Purificar O Subaé / Cantiga Para Janaina
Maria Bethânia
Espiritualidade e natureza em “Purificar O Subaé / Cantiga Para Janaina”
“Purificar O Subaé / Cantiga Para Janaina”, de Maria Bethânia, une a preocupação ambiental à espiritualidade afro-brasileira, mostrando como a preservação do Rio Subaé é também um ato sagrado. A música transforma a denúncia da poluição do rio em um pedido de purificação, evocando Oxum, orixá das águas doces, ao citar: “Dona d'água doce quem é? Dourada rainha senhora”. Essa referência reforça que cuidar do rio é respeitar as divindades e tradições locais. Ao mencionar Janaína, nome associado a Iemanjá, orixá das águas salgadas, a canção conecta as águas doces e salgadas, ampliando o sentido de proteção das águas como um todo.

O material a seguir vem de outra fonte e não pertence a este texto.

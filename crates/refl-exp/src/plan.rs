//! YAML design plans describing a batch of studies.

use std::fs;
use std::path::{Path, PathBuf};

use refl_core::derive_substream_seed;
use refl_core::errors::{ErrorInfo, ReflError};
use refl_model::{BilayerDmpc, Sample, SampleYig};
use refl_sim::{AngleTime, DirectBeam};
use serde::{Deserialize, Serialize};
use tracing::info;

use crate::angles::{angle_choice, AngleChoice};
use crate::kinetics::kinetics;
use crate::log_ratio::{calc_log_ratios, LogRatios};
use crate::optimise::{
    optimise_angle_times, optimise_kinetics, optimise_underlayers, optimise_yig_thickness,
    DifferentialEvolutionOptions, OptimisedAngleTimes, OptimisedKinetics, OptimisedThicknesses,
    OptimisedUnderlayers,
};
use crate::report::{DesignReport, StudyReport};
use crate::serde::{from_yaml_slice, stable_hash_string, to_yaml_string};
use crate::sweep::{Grid2D, Scheduler, Values};
use crate::target::LibrarySample;
use crate::underlayer::{magnetic_underlayer_sweep, underlayer_choice, UnderlayerChoice};

/// A single design study.
#[derive(Debug, Clone, PartialEq, Serialize, Deserialize)]
#[serde(tag = "type", rename_all = "kebab-case")]
pub enum Study {
    /// Pt magnetic SLD information over YIG and Pt thicknesses.
    MagneticSweep {
        /// YIG thicknesses in Å.
        yig_thicks: Values,
        /// Pt thicknesses in Å.
        pt_thicks: Values,
        /// Measurement plan.
        angle_times: Vec<AngleTime>,
    },
    /// Single underlayer choice beneath the DMPC bilayer.
    Underlayer {
        /// Underlayer thicknesses in Å.
        thicknesses: Values,
        /// Underlayer SLDs.
        slds: Values,
        /// Bulk water SLDs measured.
        contrasts: Vec<f64>,
        /// Measurement plan of each contrast.
        angle_times: Vec<AngleTime>,
    },
    /// Best angle to add to an initial plan.
    Angles {
        /// Library sample name.
        sample: String,
        /// Bulk water SLDs; the sample's usual conditions when empty.
        #[serde(default)]
        contrasts: Vec<f64>,
        /// Plan the candidate angle is added to.
        #[serde(default)]
        initial: Vec<AngleTime>,
        /// Candidate angles in degrees.
        angles: Values,
        /// Points of the added angle.
        points: usize,
        /// Counting time of the added angle.
        time: f64,
    },
    /// Angle and contrast choice for the bilayer's area per molecule changing over time.
    Kinetics {
        /// Measurement angles in degrees.
        angles: Values,
        /// Bulk water SLDs.
        contrasts: Values,
        /// Area per molecule values the kinetic information is summed over.
        kinetic_values: Values,
        /// Points per measurement.
        points: usize,
        /// Counting time per measurement.
        time: f64,
    },
    /// Log-likelihood ratio of a magnetic Pt layer over counting time.
    LogRatios {
        /// Template plan; its times are multiplied by each entry of `times`.
        angle_times: Vec<AngleTime>,
        /// Multipliers applied to the template counting times.
        times: Values,
        /// Platinum magnetic SLD of the magnetic model.
        pt_mag: f64,
        /// Simulations averaged for each time.
        #[serde(default = "default_repeats")]
        repeats: usize,
    },
    /// Angles and time split maximising the minimum eigenvalue.
    OptimiseAngleTimes {
        /// Library sample name.
        sample: String,
        /// Bulk water SLDs; the sample's usual conditions when empty.
        #[serde(default)]
        contrasts: Vec<f64>,
        /// Number of angles.
        num_angles: usize,
        /// Range of each angle in degrees.
        angle_bounds: (f64, f64),
        /// Points per angle.
        points: usize,
        /// Time shared between the angles.
        total_time: f64,
    },
    /// Underlayers beneath the DMPC bilayer maximising the minimum eigenvalue.
    OptimiseUnderlayers {
        /// Number of underlayers.
        num_underlayers: usize,
        /// Measurement plan of each contrast.
        angle_times: Vec<AngleTime>,
        /// Bulk water SLDs measured.
        contrasts: Vec<f64>,
        /// Thickness range in Å.
        thick_bounds: (f64, f64),
        /// SLD range.
        sld_bounds: (f64, f64),
    },
    /// Angle and contrast maximising the kinetic information.
    OptimiseKinetics {
        /// Angle range in degrees.
        angle_bounds: (f64, f64),
        /// Bulk water SLD range.
        contrast_bounds: (f64, f64),
        /// Area per molecule values the information is summed over.
        kinetic_values: Values,
        /// Points of the measurement.
        points: usize,
        /// Counting time of the measurement.
        time: f64,
    },
    /// YIG and Pt thicknesses maximising the Pt magnetic SLD information.
    OptimiseYigThickness {
        /// Measurement plan.
        angle_times: Vec<AngleTime>,
        /// YIG thickness range in Å.
        yig_bounds: (f64, f64),
        /// Pt thickness range in Å.
        pt_bounds: (f64, f64),
    },
}

fn default_repeats() -> usize {
    1
}

impl Study {
    /// Kebab-case study kind, used in output file names.
    pub fn label(&self) -> &'static str {
        match self {
            Study::MagneticSweep { .. } => "magnetic-sweep",
            Study::Underlayer { .. } => "underlayer",
            Study::Angles { .. } => "angles",
            Study::Kinetics { .. } => "kinetics",
            Study::LogRatios { .. } => "log-ratios",
            Study::OptimiseAngleTimes { .. } => "optimise-angle-times",
            Study::OptimiseUnderlayers { .. } => "optimise-underlayers",
            Study::OptimiseKinetics { .. } => "optimise-kinetics",
            Study::OptimiseYigThickness { .. } => "optimise-yig-thickness",
        }
    }
}

/// Result of one study.
#[derive(Debug, Clone, PartialEq, Serialize, Deserialize)]
#[serde(tag = "kind", content = "result", rename_all = "kebab-case")]
pub enum StudyOutcome {
    /// Values over a 2-D grid.
    Grid(Grid2D),
    /// Underlayer grid and its best point.
    Underlayer(UnderlayerChoice),
    /// Angle choice.
    Angles(AngleChoice),
    /// Log-likelihood ratios over time.
    LogRatios(LogRatios),
    /// Optimised angles and times.
    AngleTimes(OptimisedAngleTimes),
    /// Optimised underlayers.
    Underlayers(OptimisedUnderlayers),
    /// Optimised kinetic measurement.
    Kinetics(OptimisedKinetics),
    /// Optimised YIG and Pt thicknesses.
    Thicknesses(OptimisedThicknesses),
}

/// Batch of design studies sharing a seed, scheduler and instrument.
#[derive(Debug, Clone, PartialEq, Serialize, Deserialize)]
pub struct DesignPlan {
    /// Plan name, recorded in the report.
    pub name: String,
    /// Master seed; each study derives its own.
    #[serde(default)]
    pub seed: u64,
    /// Scheduler of grid studies.
    #[serde(default)]
    pub scheduler: Scheduler,
    /// Direct beam file; the built-in spectrum is used when absent.
    #[serde(default, skip_serializing_if = "Option::is_none")]
    pub beam: Option<PathBuf>,
    /// Settings of every optimisation study.
    #[serde(default)]
    pub optimiser: DifferentialEvolutionOptions,
    /// Studies, run in order.
    pub studies: Vec<Study>,
    /// Directory containing the plan on disk (ignored when serializing).
    #[serde(skip)]
    pub base_dir: PathBuf,
}

impl DesignPlan {
    /// SHA-256 of the canonical JSON of the plan.
    pub fn plan_hash(&self) -> Result<String, ReflError> {
        stable_hash_string(self)
    }

    /// YAML form of the plan.
    pub fn to_yaml_string(&self) -> Result<String, ReflError> {
        to_yaml_string(self)
    }

    /// Direct beam of the plan, resolving relative paths against the plan's directory.
    pub fn direct_beam(&self) -> Result<DirectBeam, ReflError> {
        match &self.beam {
            None => Ok(DirectBeam::offspec()),
            Some(path) if path.is_absolute() => DirectBeam::from_csv(path),
            Some(path) => DirectBeam::from_csv(&self.base_dir.join(path)),
        }
    }
}

/// Loads a plan from disk.
pub fn load_plan<P: AsRef<Path>>(path: P) -> Result<DesignPlan, ReflError> {
    let plan_path = path.as_ref();
    let bytes = fs::read(plan_path).map_err(|err| ReflError::io("plan-read", plan_path, err))?;
    let mut plan: DesignPlan = from_yaml_slice(&bytes)?;
    plan.base_dir = plan_path
        .parent()
        .unwrap_or_else(|| Path::new("."))
        .to_path_buf();
    Ok(plan)
}

/// Runs every study of `plan` in order.
pub fn run_plan(plan: &DesignPlan) -> Result<DesignReport, ReflError> {
    if plan.studies.is_empty() {
        return Err(ReflError::Design(
            ErrorInfo::new("plan-empty", "design plan lists no studies")
                .with_context("plan", plan.name.clone()),
        ));
    }
    let beam = plan.direct_beam()?;
    let mut studies = Vec::with_capacity(plan.studies.len());
    for (idx, study) in plan.studies.iter().enumerate() {
        info!(study = study.label(), ">>> {}/{}", idx, plan.studies.len());
        let seed = derive_substream_seed(plan.seed, idx as u64);
        let (sample, outcome) = run_study(plan, study, &beam, seed)?;
        studies.push(StudyReport {
            label: study.label().to_string(),
            sample,
            seed,
            outcome,
        });
    }
    DesignReport::new(plan, studies)
}

/// Loads a plan from disk and runs it.
pub fn run_plan_from_path(path: &Path) -> Result<DesignReport, ReflError> {
    run_plan(&load_plan(path)?)
}

fn run_study(
    plan: &DesignPlan,
    study: &Study,
    beam: &DirectBeam,
    seed: u64,
) -> Result<(String, StudyOutcome), ReflError> {
    let scheduler = &plan.scheduler;
    let options = &plan.optimiser;
    let yig = SampleYig::new();
    let bilayer = BilayerDmpc::new();
    let yig_name = yig.name().to_string();
    let bilayer_name = bilayer.name().to_string();
    match study {
        Study::MagneticSweep {
            yig_thicks,
            pt_thicks,
            angle_times,
        } => {
            let grid = magnetic_underlayer_sweep(
                &yig,
                &yig_thicks.to_vec(),
                &pt_thicks.to_vec(),
                angle_times,
                beam,
                scheduler,
            )?;
            Ok((yig_name, StudyOutcome::Grid(grid)))
        }
        Study::Underlayer {
            thicknesses,
            slds,
            contrasts,
            angle_times,
        } => {
            let choice = underlayer_choice(
                &bilayer,
                &thicknesses.to_vec(),
                &slds.to_vec(),
                contrasts,
                angle_times,
                beam,
                scheduler,
            )?;
            Ok((bilayer_name, StudyOutcome::Underlayer(choice)))
        }
        Study::Angles {
            sample,
            contrasts,
            initial,
            angles,
            points,
            time,
        } => {
            let library = LibrarySample::load(sample)?;
            let target = library.target(contrasts)?;
            let choice = angle_choice(
                target,
                initial,
                &angles.to_vec(),
                *points,
                *time,
                beam,
                scheduler,
            )?;
            Ok((sample.clone(), StudyOutcome::Angles(choice)))
        }
        Study::Kinetics {
            angles,
            contrasts,
            kinetic_values,
            points,
            time,
        } => {
            let grid = kinetics(
                &bilayer,
                &angles.to_vec(),
                &contrasts.to_vec(),
                &kinetic_values.to_vec(),
                *points,
                *time,
                beam,
                scheduler,
            )?;
            Ok((bilayer_name, StudyOutcome::Grid(grid)))
        }
        Study::LogRatios {
            angle_times,
            times,
            pt_mag,
            repeats,
        } => {
            let ratios = calc_log_ratios(
                &yig,
                angle_times,
                &times.to_vec(),
                *pt_mag,
                *repeats,
                seed,
                beam,
            )?;
            Ok((yig_name, StudyOutcome::LogRatios(ratios)))
        }
        Study::OptimiseAngleTimes {
            sample,
            contrasts,
            num_angles,
            angle_bounds,
            points,
            total_time,
        } => {
            let library = LibrarySample::load(sample)?;
            let result = optimise_angle_times(
                library.target(contrasts)?,
                *num_angles,
                *angle_bounds,
                *points,
                *total_time,
                beam,
                options,
                seed,
            )?;
            Ok((sample.clone(), StudyOutcome::AngleTimes(result)))
        }
        Study::OptimiseUnderlayers {
            num_underlayers,
            angle_times,
            contrasts,
            thick_bounds,
            sld_bounds,
        } => {
            let result = optimise_underlayers(
                &bilayer,
                *num_underlayers,
                angle_times,
                contrasts,
                *thick_bounds,
                *sld_bounds,
                beam,
                options,
                seed,
            )?;
            Ok((bilayer_name, StudyOutcome::Underlayers(result)))
        }
        Study::OptimiseKinetics {
            angle_bounds,
            contrast_bounds,
            kinetic_values,
            points,
            time,
        } => {
            let result = optimise_kinetics(
                &bilayer,
                *angle_bounds,
                *contrast_bounds,
                &kinetic_values.to_vec(),
                *points,
                *time,
                beam,
                options,
                seed,
            )?;
            Ok((bilayer_name, StudyOutcome::Kinetics(result)))
        }
        Study::OptimiseYigThickness {
            angle_times,
            yig_bounds,
            pt_bounds,
        } => {
            let result = optimise_yig_thickness(
                &yig,
                angle_times,
                *yig_bounds,
                *pt_bounds,
                beam,
                options,
                seed,
            )?;
            Ok((yig_name, StudyOutcome::Thicknesses(result)))
        }
    }
}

A letra critica o “progresso vazio” que destrói a vida aquática e prejudica a comunidade: “Matando os mariscos e os peixes do rio / Enchendo o meu canto / De raiva e de pena”. Esse lamento se mistura a elementos de memória e pertencimento, como em “O sobrado de mamãe é debaixo d'água”, que pode ser entendido tanto como uma lembrança da infância de Bethânia em Santo Amaro da Purificação quanto como uma metáfora para a ancestralidade e a riqueza espiritual presentes nas águas. O trecho final, “Tem ouro, tem prata / Tem diamante que nos alumeia”, destaca que o verdadeiro valor do rio vai além do material, sendo fonte de vida, cultura e luz para a comunidade.
O significado desta letra foi gerado automaticamente.